(Beginning of Records for this task)
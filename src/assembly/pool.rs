//! Constant-pool construction with deduplication.

use std::collections::HashMap;

use crate::{
    classfile::ConstantTag,
    file::io::push_be,
    Result,
};

#[derive(Debug, Clone, PartialEq, Eq, Hash)]
enum PoolKey {
    Utf8(String),
    Integer(i32),
    Long(i64),
    Class(u16),
    String(u16),
    NameAndType(u16, u16),
    Reference(ConstantTag, u16, u16),
    MethodHandle(u8, u16),
    MethodType(u16),
    InvokeDynamic(u16, u16),
}

/// Builds a serialized constant pool, handing out one index per distinct constant.
///
/// # Examples
///
/// ```rust
/// use usagescope::assembly::ConstantPoolBuilder;
///
/// let mut pool = ConstantPoolBuilder::new();
/// let first = pool.class("a/Foo")?;
/// let again = pool.class("a/Foo")?;
/// assert_eq!(first, again);
/// assert_eq!(pool.count(), 3); // slot 0, Utf8 "a/Foo", Class
/// # Ok::<(), usagescope::Error>(())
/// ```
#[derive(Debug, Clone)]
pub struct ConstantPoolBuilder {
    bytes: Vec<u8>,
    next: u16,
    cache: HashMap<PoolKey, u16>,
}

impl Default for ConstantPoolBuilder {
    fn default() -> Self {
        Self::new()
    }
}

impl ConstantPoolBuilder {
    /// Create an empty pool.
    #[must_use]
    pub fn new() -> Self {
        ConstantPoolBuilder {
            bytes: Vec::new(),
            next: 1,
            cache: HashMap::new(),
        }
    }

    /// The `constant_pool_count` value: number of used slots plus one.
    #[must_use]
    pub fn count(&self) -> u16 {
        self.next
    }

    /// Serialized entries, without the leading count.
    #[must_use]
    pub fn bytes(&self) -> &[u8] {
        &self.bytes
    }

    fn intern(&mut self, key: PoolKey, encode: impl FnOnce(&mut Vec<u8>)) -> Result<u16> {
        if let Some(&index) = self.cache.get(&key) {
            return Ok(index);
        }

        let width = match key {
            PoolKey::Long(_) => 2,
            _ => 1,
        };
        let index = self.next;
        self.next = self
            .next
            .checked_add(width)
            .ok_or_else(|| malformed_error!("Constant pool exceeds 65535 entries"))?;

        encode(&mut self.bytes);
        self.cache.insert(key, index);
        Ok(index)
    }

    /// A `Utf8` constant, encoded as modified UTF-8.
    ///
    /// # Errors
    /// Returns [`crate::Error::Malformed`] if the pool is full or the encoded text exceeds
    /// 65535 bytes.
    pub fn utf8(&mut self, text: &str) -> Result<u16> {
        let encoded = encode_modified_utf8(text);
        let Ok(length) = u16::try_from(encoded.len()) else {
            return Err(malformed_error!(
                "Utf8 constant of {} bytes is too long",
                encoded.len()
            ));
        };

        self.intern(PoolKey::Utf8(text.to_string()), |out| {
            out.push(ConstantTag::Utf8 as u8);
            push_be(out, length);
            out.extend_from_slice(&encoded);
        })
    }

    /// An `Integer` constant.
    ///
    /// # Errors
    /// Returns [`crate::Error::Malformed`] if the pool is full.
    pub fn integer(&mut self, value: i32) -> Result<u16> {
        self.intern(PoolKey::Integer(value), |out| {
            out.push(ConstantTag::Integer as u8);
            push_be(out, value);
        })
    }

    /// A `Long` constant, taking two slots.
    ///
    /// # Errors
    /// Returns [`crate::Error::Malformed`] if the pool is full.
    pub fn long(&mut self, value: i64) -> Result<u16> {
        self.intern(PoolKey::Long(value), |out| {
            out.push(ConstantTag::Long as u8);
            push_be(out, value);
        })
    }

    /// A `Class` constant for an internal name or array descriptor.
    ///
    /// # Errors
    /// Returns [`crate::Error::Malformed`] if the pool is full.
    pub fn class(&mut self, name: &str) -> Result<u16> {
        let name_index = self.utf8(name)?;
        self.intern(PoolKey::Class(name_index), |out| {
            out.push(ConstantTag::Class as u8);
            push_be(out, name_index);
        })
    }

    /// A `String` literal.
    ///
    /// # Errors
    /// Returns [`crate::Error::Malformed`] if the pool is full.
    pub fn string(&mut self, value: &str) -> Result<u16> {
        let string_index = self.utf8(value)?;
        self.intern(PoolKey::String(string_index), |out| {
            out.push(ConstantTag::String as u8);
            push_be(out, string_index);
        })
    }

    /// A `NameAndType` constant.
    ///
    /// # Errors
    /// Returns [`crate::Error::Malformed`] if the pool is full.
    pub fn name_and_type(&mut self, name: &str, descriptor: &str) -> Result<u16> {
        let name_index = self.utf8(name)?;
        let descriptor_index = self.utf8(descriptor)?;
        self.intern(
            PoolKey::NameAndType(name_index, descriptor_index),
            |out| {
                out.push(ConstantTag::NameAndType as u8);
                push_be(out, name_index);
                push_be(out, descriptor_index);
            },
        )
    }

    fn reference(
        &mut self,
        tag: ConstantTag,
        owner: &str,
        name: &str,
        descriptor: &str,
    ) -> Result<u16> {
        let class_index = self.class(owner)?;
        let name_and_type_index = self.name_and_type(name, descriptor)?;
        self.intern(
            PoolKey::Reference(tag, class_index, name_and_type_index),
            |out| {
                out.push(tag as u8);
                push_be(out, class_index);
                push_be(out, name_and_type_index);
            },
        )
    }

    /// A `Fieldref` constant.
    ///
    /// # Errors
    /// Returns [`crate::Error::Malformed`] if the pool is full.
    pub fn field_ref(&mut self, owner: &str, name: &str, descriptor: &str) -> Result<u16> {
        self.reference(ConstantTag::Fieldref, owner, name, descriptor)
    }

    /// A `Methodref` constant.
    ///
    /// # Errors
    /// Returns [`crate::Error::Malformed`] if the pool is full.
    pub fn method_ref(&mut self, owner: &str, name: &str, descriptor: &str) -> Result<u16> {
        self.reference(ConstantTag::Methodref, owner, name, descriptor)
    }

    /// An `InterfaceMethodref` constant.
    ///
    /// # Errors
    /// Returns [`crate::Error::Malformed`] if the pool is full.
    pub fn interface_method_ref(
        &mut self,
        owner: &str,
        name: &str,
        descriptor: &str,
    ) -> Result<u16> {
        self.reference(ConstantTag::InterfaceMethodref, owner, name, descriptor)
    }

    /// A `MethodHandle` constant. The reference kind is written as given, unvalidated.
    ///
    /// # Errors
    /// Returns [`crate::Error::Malformed`] if the pool is full.
    pub fn method_handle(&mut self, reference_kind: u8, reference_index: u16) -> Result<u16> {
        self.intern(
            PoolKey::MethodHandle(reference_kind, reference_index),
            |out| {
                out.push(ConstantTag::MethodHandle as u8);
                out.push(reference_kind);
                push_be(out, reference_index);
            },
        )
    }

    /// A `MethodType` constant.
    ///
    /// # Errors
    /// Returns [`crate::Error::Malformed`] if the pool is full.
    pub fn method_type(&mut self, descriptor: &str) -> Result<u16> {
        let descriptor_index = self.utf8(descriptor)?;
        self.intern(PoolKey::MethodType(descriptor_index), |out| {
            out.push(ConstantTag::MethodType as u8);
            push_be(out, descriptor_index);
        })
    }

    /// An `InvokeDynamic` constant.
    ///
    /// # Errors
    /// Returns [`crate::Error::Malformed`] if the pool is full.
    pub fn invoke_dynamic(
        &mut self,
        bootstrap_index: u16,
        name: &str,
        descriptor: &str,
    ) -> Result<u16> {
        let name_and_type_index = self.name_and_type(name, descriptor)?;
        self.intern(
            PoolKey::InvokeDynamic(bootstrap_index, name_and_type_index),
            |out| {
                out.push(ConstantTag::InvokeDynamic as u8);
                push_be(out, bootstrap_index);
                push_be(out, name_and_type_index);
            },
        )
    }
}

/// Encode text as modified UTF-8: NUL becomes `C0 80` and supplementary characters become
/// two three-byte surrogates.
fn encode_modified_utf8(text: &str) -> Vec<u8> {
    let mut out = Vec::with_capacity(text.len());
    for unit in text.encode_utf16() {
        match unit {
            0x0001..=0x007F => out.push(unit as u8),
            0x0000 | 0x0080..=0x07FF => {
                out.push(0xC0 | (unit >> 6) as u8);
                out.push(0x80 | (unit & 0x3F) as u8);
            }
            _ => {
                out.push(0xE0 | (unit >> 12) as u8);
                out.push(0x80 | ((unit >> 6) & 0x3F) as u8);
                out.push(0x80 | (unit & 0x3F) as u8);
            }
        }
    }
    out
}

#[cfg(test)]
mod tests {
    use super::*;
    use crate::{classfile::ConstantPool, file::parser::Parser};

    fn parse(builder: &ConstantPoolBuilder) -> ConstantPool<'static> {
        let mut data = builder.count().to_be_bytes().to_vec();
        data.extend_from_slice(builder.bytes());
        let data: &'static [u8] = Box::leak(data.into_boxed_slice());
        ConstantPool::parse(&mut Parser::new(data)).unwrap()
    }

    #[test]
    fn deduplicates() {
        let mut builder = ConstantPoolBuilder::new();
        let a = builder.method_ref("a/Foo", "run", "()V").unwrap();
        let b = builder.method_ref("a/Foo", "run", "()V").unwrap();
        let c = builder.interface_method_ref("a/Foo", "run", "()V").unwrap();
        assert_eq!(a, b);
        assert_ne!(a, c);

        let pool = parse(&builder);
        assert_eq!(pool.member_ref(a).unwrap().name, "run");
        assert_eq!(pool.member_ref(c).unwrap().owner, "a/Foo");
    }

    #[test]
    fn long_takes_two_slots() {
        let mut builder = ConstantPoolBuilder::new();
        let long = builder.long(7).unwrap();
        let next = builder.integer(1).unwrap();
        assert_eq!(next, long + 2);
        assert_eq!(builder.count(), 4);
        assert!(parse(&builder).get(long + 1).is_err());
    }

    #[test]
    fn modified_utf8_is_readable() {
        let text = "nul\0 snow\u{2603} smile\u{1F600}";
        let encoded = encode_modified_utf8(text);
        assert!(!encoded.contains(&0));
        assert_eq!(encoded.iter().filter(|&&b| b == 0xED).count(), 2);

        let mut builder = ConstantPoolBuilder::new();
        let index = builder.utf8(text).unwrap();
        assert_eq!(parse(&builder).utf8(index).unwrap(), text);
    }

    #[test]
    fn overflow() {
        let mut builder = ConstantPoolBuilder::new();
        for value in 0..65534 {
            builder.integer(value).unwrap();
        }
        assert_eq!(builder.count(), 65535);
        assert!(builder.integer(-1).is_err());
        assert!(builder.integer(0).is_ok());
    }
}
(End of Records for this task)
### Prompt
Every line above with the word "classfile" is to be copied out.

### The completed task
    classfile::ConstantTag,
    use crate::{classfile::ConstantPool, file::parser::Parser};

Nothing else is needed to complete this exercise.